═════ Entries provided

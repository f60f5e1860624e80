use pretty_assertions::assert_eq;

use super::*;
use crate::invoke::{AccessPolicy, PublicOnly};
use crate::ty::ParamMode;

struct WaiverFor(ModuleId);

impl AccessPolicy for WaiverFor {
    fn has_waiver(&self, module: ModuleId) -> bool {
        module == self.0
    }
}

fn shape_hierarchy(store: &TypeStore) -> (TypeId, TypeId, TypeId) {
    let lib = store.add_module("Shapes", true);
    let shape = store.define(
        TypeBuilder::interface("Shapes.IShape")
            .module(lib)
            .method(MethodBuilder::new("Area").returns(TypeId::FLOAT64.into())),
    );
    let base = store.define(
        TypeBuilder::class("Shapes.ShapeBase")
            .module(lib)
            .flags(TypeFlags::ABSTRACT)
            .implements(TypeRef::of(shape))
            .method(
                MethodBuilder::new("Area")
                    .returns(TypeId::FLOAT64.into())
                    .with_flags(MethodFlags::ABSTRACT | MethodFlags::VIRTUAL),
            )
            .method(
                MethodBuilder::new("Describe")
                    .returns(TypeId::STRING.into())
                    .with_flags(MethodFlags::VIRTUAL)
                    .body(|_| Ok(Value::from("shape"))),
            ),
    );
    let square = store.define(
        TypeBuilder::class("Shapes.Square")
            .module(lib)
            .base(TypeRef::of(base))
            .method(
                MethodBuilder::new("Area")
                    .returns(TypeId::FLOAT64.into())
                    .with_flags(MethodFlags::VIRTUAL)
                    .body(|inv| {
                        let side = inv.this_state::<f64>()?;
                        Ok(Value::F64(side * side))
                    }),
            ),
    );
    (shape, base, square)
}

#[test]
fn well_known_types_are_registered() {
    let store = TypeStore::new();
    assert_eq!(store.ty(TypeId::OBJECT).full_name(), "System.Object");
    assert_eq!(store.ty(TypeId::STRING).full_name(), "System.String");
    assert!(store.ty(TypeId::DUCK_TYPE).is_interface());
    assert_eq!(
        store.method(MethodId::DUCK_GET_INSTANCE).name,
        "GetInstance"
    );
    assert!(store.ty(TypeId::OBJECT).base.is_none());
    assert!(store.is_value_type(&TypeId::INT32.into()));
    assert!(!store.is_value_type(&TypeId::STRING.into()));
}

#[test]
fn lookup_by_full_and_qualified_name() {
    let store = TypeStore::new();
    let (shape, ..) = shape_hierarchy(&store);
    assert_eq!(store.lookup_type("Shapes.IShape"), Some(shape));
    assert_eq!(store.lookup_type("Shapes.IShape, Shapes"), Some(shape));
    assert_eq!(store.lookup_type("Shapes.IShape, Other"), None);
    assert_eq!(store.lookup_type("Shapes.Missing"), None);
    assert_eq!(
        store.qualified_name(&TypeRef::of(shape)),
        "Shapes.IShape, Shapes"
    );
}

#[test]
fn assignability_walks_classes_and_interfaces() {
    let store = TypeStore::new();
    let (shape, base, square) = shape_hierarchy(&store);
    let square = TypeRef::of(square);
    assert!(store.is_assignable(&TypeRef::of(base), &square));
    assert!(store.is_assignable(&TypeRef::of(shape), &square));
    assert!(store.is_assignable(&TypeRef::object(), &square));
    assert!(!store.is_assignable(&square, &TypeRef::of(base)));
    assert!(!store.is_assignable(&TypeRef::object(), &TypeRef::by_ref(square)));
}

#[test]
fn generic_arguments_are_invariant() {
    let store = TypeStore::new();
    let list = store.define(TypeBuilder::class("Coll.List").generic_params(&["T"]));
    let of_string = TypeRef::generic(list, vec![TypeId::STRING.into()]);
    let of_object = TypeRef::generic(list, vec![TypeRef::object()]);
    assert!(!store.is_assignable(&of_object, &of_string));
    assert_eq!(store.full_name(&of_string), "Coll.List<System.String>");
    assert_eq!(store.short_name(&of_string), "List<String>");
}

#[test]
fn virtual_call_reaches_most_derived_override() {
    let store = TypeStore::new();
    let (shape, base, square) = shape_hierarchy(&store);
    let instance = Value::object(square, 3.0_f64);

    let via_interface = store.find_declared(shape, "Area").expect("IShape.Area");
    let via_base = store.find_declared(base, "Area").expect("ShapeBase.Area");
    let describe = store.find_declared(base, "Describe").expect("Describe");

    let mut none: [Value; 0] = [];
    assert_eq!(
        store.call(&PublicOnly, via_interface, Some(&instance), &mut none, &[]),
        Ok(Value::F64(9.0))
    );
    assert_eq!(
        store.call(&PublicOnly, via_base, Some(&instance), &mut none, &[]),
        Ok(Value::F64(9.0))
    );
    assert_eq!(
        store.call(&PublicOnly, describe, Some(&instance), &mut none, &[]),
        Ok(Value::from("shape"))
    );
}

#[test]
fn explicit_override_link_wins() {
    let store = TypeStore::new();
    let (_, base, _) = shape_hierarchy(&store);
    let area = store.find_declared(base, "Area").expect("Area");
    let odd = store.define(
        TypeBuilder::class("Shapes.Odd").base(TypeRef::of(base)).method(
            MethodBuilder::new("ComputeArea")
                .returns(TypeId::FLOAT64.into())
                .overrides(area)
                .body(|_| Ok(Value::F64(1.5))),
        ),
    );
    let instance = Value::object(odd, ());
    assert_eq!(
        store.call_ignoring_visibility(area, Some(&instance), &mut [], &[]),
        Ok(Value::F64(1.5))
    );
}

#[test]
fn abstract_member_without_implementation_fails() {
    let store = TypeStore::new();
    let (_, base, _) = shape_hierarchy(&store);
    let area = store.find_declared(base, "Area").expect("Area");
    let instance = Value::object(base, ());
    let err = store
        .call_ignoring_visibility(area, Some(&instance), &mut [], &[])
        .unwrap_err();
    assert!(matches!(err, InvokeError::AbstractMethod { .. }), "{err:?}");
}

#[test]
fn instance_call_on_null_fails() {
    let store = TypeStore::new();
    let (shape, ..) = shape_hierarchy(&store);
    let area = store.find_declared(shape, "Area").expect("Area");
    let err = store
        .call_ignoring_visibility(area, Some(&Value::Null), &mut [], &[])
        .unwrap_err();
    assert!(matches!(err, InvokeError::NullReference { .. }), "{err:?}");
}

#[test]
fn argument_count_is_checked() {
    let store = TypeStore::new();
    let equals = store
        .find_declared(TypeId::OBJECT, "Equals")
        .expect("Equals");
    let instance = Value::object(TypeId::OBJECT, ());
    let err = store
        .call_ignoring_visibility(equals, Some(&instance), &mut [], &[])
        .unwrap_err();
    assert_eq!(
        err,
        InvokeError::ArgumentCount {
            method: "System.Object.Equals(Object)".to_string(),
            expected: 1,
            found: 0,
        }
    );
}

#[test]
fn non_public_members_need_a_waiver() {
    let store = TypeStore::new();
    let vendor = store.add_module("Vendor", true);
    let secret = store.define(
        TypeBuilder::class("Vendor.Secret")
            .module(vendor)
            .visibility(Visibility::Internal)
            .method(
                MethodBuilder::new("Code")
                    .returns(TypeId::INT32.into())
                    .with_flags(MethodFlags::STATIC)
                    .body(|_| Ok(Value::I32(7))),
            ),
    );
    let code = store.find_declared(secret, "Code").expect("Code");
    assert!(!store.is_public_surface(code));

    let err = store.call(&PublicOnly, code, None, &mut [], &[]).unwrap_err();
    assert!(matches!(err, InvokeError::AccessDenied { .. }), "{err:?}");
    assert_eq!(
        store.call(&WaiverFor(vendor), code, None, &mut [], &[]),
        Ok(Value::I32(7))
    );
    assert_eq!(
        store.call_ignoring_visibility(code, None, &mut [], &[]),
        Ok(Value::I32(7))
    );
}

#[test]
fn nested_type_inherits_outer_visibility() {
    let store = TypeStore::new();
    let outer = store.define(TypeBuilder::class("Lib.Outer").visibility(Visibility::Private));
    let inner = store.define(TypeBuilder::class("Lib.Outer.Inner").nested_in(outer));
    assert!(!store.is_type_public(inner));
    assert!(!store.is_ref_public(&TypeRef::generic(
        TypeId::OBJECT,
        vec![TypeRef::of(inner)]
    )));
}

#[test]
fn out_parameters_are_written_back() {
    let store = TypeStore::new();
    let parser = store.define(
        TypeBuilder::class("Text.Parser").method(
            MethodBuilder::new("TryParse")
                .with_flags(MethodFlags::STATIC)
                .param("text", TypeId::STRING.into())
                .by_ref_param("result", TypeId::INT32.into(), ParamMode::Out)
                .returns(TypeId::BOOL.into())
                .body(|mut inv| {
                    let parsed = inv.arg(0).as_str().and_then(|s| s.parse::<i32>().ok());
                    inv.set(1, Value::I32(parsed.unwrap_or_default()));
                    Ok(Value::Bool(parsed.is_some()))
                }),
        ),
    );
    let try_parse = store.find_declared(parser, "TryParse").expect("TryParse");
    let mut args = [Value::from("42"), Value::Null];
    assert_eq!(
        store.call(&PublicOnly, try_parse, None, &mut args, &[]),
        Ok(Value::Bool(true))
    );
    assert_eq!(args[1], Value::I32(42));
    assert_eq!(
        store.method_signature(try_parse),
        "System.Boolean TryParse(System.String, out System.Int32&)"
    );
}

#[test]
fn declared_types_can_be_referenced_before_completion() {
    let store = TypeStore::new();
    let builder = TypeBuilder::class("Graph.Node");
    let node = store.declare(&builder);
    store.complete(
        node,
        builder.method(MethodBuilder::new("Next").returns(TypeRef::of(node))),
    );
    let next = store.find_declared(node, "Next").expect("Next");
    assert_eq!(store.method(next).ret, TypeRef::of(node));
}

══════════

> _What the exercise asks_
Go through the material above and return each line that holds the word "matches".

> _Solution for this problem_
    assert!(matches!(err, InvokeError::AbstractMethod { .. }), "{err:?}");
    assert!(matches!(err, InvokeError::NullReference { .. }), "{err:?}");
    assert!(matches!(err, InvokeError::AccessDenied { .. }), "{err:?}");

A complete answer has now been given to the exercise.